In total ADEPT received 28 bids from local authorities across the country. The eight successful projects are being led by Buckinghamshire County Council, Central Bedfordshire Council, Cumbria County Council, Reading Borough Council, Suffolk County Council, alongside joint entries by Solihull Council and Birmingham City Council (West Midlands), and Kent and Staffordshire County Councils.
Hannah Bartram, Chief Operating Officer for ADEPT said: ‘Live Labs is a really exciting programme for ADEPT. It gives local highways authorities and their partners the opportunity to innovate, test and introduce new applications for emerging SMART technologies across the local road network.
‘It is the first of our research and development programmes to attract significant national funding and I want to thank DfT for supporting this project.

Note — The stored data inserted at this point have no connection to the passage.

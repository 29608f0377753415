//! Vector-store access.
//!
//! The workflows only see `Arc<dyn Retriever>`:
//!
//! - [`InMemoryRetriever`] - term-overlap scoring over a fixed corpus
//! - [`HttpRetriever`] - one vector-store server
//! - [`MultiRetriever`] - several retrievers merged by score

pub mod filter;
pub mod http;
pub mod memory;
pub mod multi;

pub use filter::{convert_metadata_to_jmespath, ExtractedMetadata, MetadataFilter, FILTER_KEY_ORDER};
pub use http::HttpRetriever;
pub use memory::InMemoryRetriever;
pub use multi::MultiRetriever;

use async_trait::async_trait;
use serde_json::Value;

use crate::document::Document;
use crate::error::Result;

/// Similarity search over the filings
#[async_trait]
pub trait Retriever: Send + Sync {
    /// Up to `k` documents ordered by decreasing similarity
    async fn query(&self, text: &str, k: usize, filter: Option<&MetadataFilter>) -> Result<Vec<Document>>;

    /// Store statistics, shape defined by the backend
    async fn statistics(&self) -> Result<Value>;
}
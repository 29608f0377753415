//! Retrying wrapper.

use crate::error::Result;
use crate::structured::{StructuredLlm, StructuredRequest};
use async_trait::async_trait;
use serde_json::Value;
use std::sync::Arc;
use std::time::Duration;
use tracing::{error, warn};

/// Retry budget for a structured call
pub const MAX_RETRIES_ANTHROPIC: u32 = 5;

/// Retries retryable failures of an inner client with exponential backoff.
///
/// Non-retryable errors (authentication, schema mismatch, bad request) are
/// returned immediately.
#[derive(Clone)]
pub struct RetryingLlm {
    inner: Arc<dyn StructuredLlm>,
    max_retries: u32,
    initial_backoff: Duration,
    max_backoff: Duration,
}

impl RetryingLlm {
    pub fn new(inner: Arc<dyn StructuredLlm>) -> Self {
        Self {
            inner,
            max_retries: MAX_RETRIES_ANTHROPIC,
            initial_backoff: Duration::from_millis(500),
            max_backoff: Duration::from_secs(30),
        }
    }

    pub fn with_max_retries(mut self, max_retries: u32) -> Self {
        self.max_retries = max_retries;
        self
    }

    pub fn with_backoff(mut self, initial: Duration, max: Duration) -> Self {
        self.initial_backoff = initial;
        self.max_backoff = max;
        self
    }

    fn delay(&self, retry: u32) -> Duration {
        let factor = 2u32.saturating_pow(retry);
        self.initial_backoff.saturating_mul(factor).min(self.max_backoff)
    }
}

#[async_trait]
impl StructuredLlm for RetryingLlm {
    async fn invoke(&self, request: StructuredRequest) -> Result<Value> {
        let mut retry = 0;
        loop {
            match self.inner.invoke(request.clone()).await {
                Ok(value) => return Ok(value),
                Err(err) if err.is_retryable() && retry < self.max_retries => {
                    let delay = self.delay(retry);
                    retry += 1;
                    warn!(
                        task = %request.task,
                        retry,
                        max_retries = self.max_retries,
                        delay_ms = delay.as_millis() as u64,
                        error = %err,
                        "LLM call failed, retrying"
                    );
                    tokio::time::sleep(delay).await;
                }
                Err(err) => {
                    error!(task = %request.task, retries = retry, error = %err, "LLM call failed");
                    return Err(err);
                }
            }
        }
    }

    fn model_name(&self) -> &str {
        self.inner.model_name()
    }
}
//! Error types for the FinRAG workflows

use finrag_graph::GraphError;
use llm::LlmError;
use thiserror::Error;

/// Result type for FinRAG operations
pub type Result<T> = std::result::Result<T, FinragError>;

/// Errors raised by nodes, collaborators and the session driver
#[derive(Error, Debug)]
pub enum FinragError {
    /// Configuration could not be loaded or is inconsistent
    #[error("Configuration error: {0}")]
    Config(String),

    /// Structured LLM call failed after its retry budget
    #[error("LLM error: {0}")]
    Llm(#[from] LlmError),

    /// Graph construction or execution failed
    #[error("Graph error: {0}")]
    Graph(#[from] GraphError),

    /// The vector store did not answer in time
    #[error("Retriever timed out after {0}s")]
    RetrieverTimeout(u64),

    #[error("Retrieval error: {0}")]
    Retrieval(String),

    /// A metadata filter expression did not parse
    #[error("Invalid metadata filter '{filter}': {reason}")]
    InvalidFilter { filter: String, reason: String },

    #[error("Web search error: {0}")]
    WebSearch(String),

    /// Report catalog or download failure
    #[error("Report error: {0}")]
    Report(String),

    /// KPI catalog or formula failure
    #[error("KPI error: {0}")]
    Kpi(String),

    /// Session driver misuse, e.g. responding to a finished session
    #[error("Session error: {0}")]
    Session(String),

    #[error("HTTP error: {0}")]
    Http(#[from] reqwest::Error),

    #[error("IO error: {0}")]
    Io(#[from] std::io::Error),

    #[error("Serialization error: {0}")]
    Serialization(#[from] serde_json::Error),
}

impl FinragError {
    /// Whether the failure is a retriever timeout, which the RAG graph retries
    pub fn is_timeout(&self) -> bool {
        match self {
            FinragError::RetrieverTimeout(_) => true,
            FinragError::Http(err) => err.is_timeout(),
            _ => false,
        }
    }
}

impl From<toml::de::Error> for FinragError {
    fn from(err: toml::de::Error) -> Self {
        FinragError::Config(err.to_string())
    }
}

#[cfg(test)]
mod tests {
    use super::*;

    #[test]
    fn test_timeout_classification() {
        assert!(FinragError::RetrieverTimeout(30).is_timeout());
        assert!(!FinragError::Retrieval("down".into()).is_timeout());
    }

    #[test]
    fn test_llm_error_converts() {
        let err: FinragError = LlmError::Timeout("slow".into()).into();
        assert!(err.to_string().starts_with("LLM error"));
    }
}
//! Error types for checkpoint operations

use thiserror::Error;

/// Result type for checkpoint operations
pub type Result<T> = std::result::Result<T, CheckpointError>;

/// Errors that can occur while saving or loading checkpoints
#[derive(Error, Debug)]
pub enum CheckpointError {
    /// Checkpoint not found
    #[error("Checkpoint not found: {0}")]
    NotFound(String),

    /// Serialization error
    #[error("Serialization error: {0}")]
    Serialization(#[from] serde_json::Error),

    /// Storage backend failure
    #[error("Storage error: {0}")]
    Storage(String),

    /// The request or the stored checkpoint is malformed
    #[error("Invalid checkpoint: {0}")]
    Invalid(String),
}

‘I also want to thank our corporate partners, without whom the whole SMART Places programme could not have happened. We look forward to sharing outcomes and learning with both local highways authorities and the wider highways sector.’
Giles Perkins, Head of Future Mobility at WSP added: ‘The whole SMART Places Programme has provided a significant body of research for the roads sector. Live Labs will bring that research to life through rigorous prototyping and development.
‘We want to see these projects succeed to give local authorities across the county scaleable and achievable innovation, ready to roll out across the local road network.’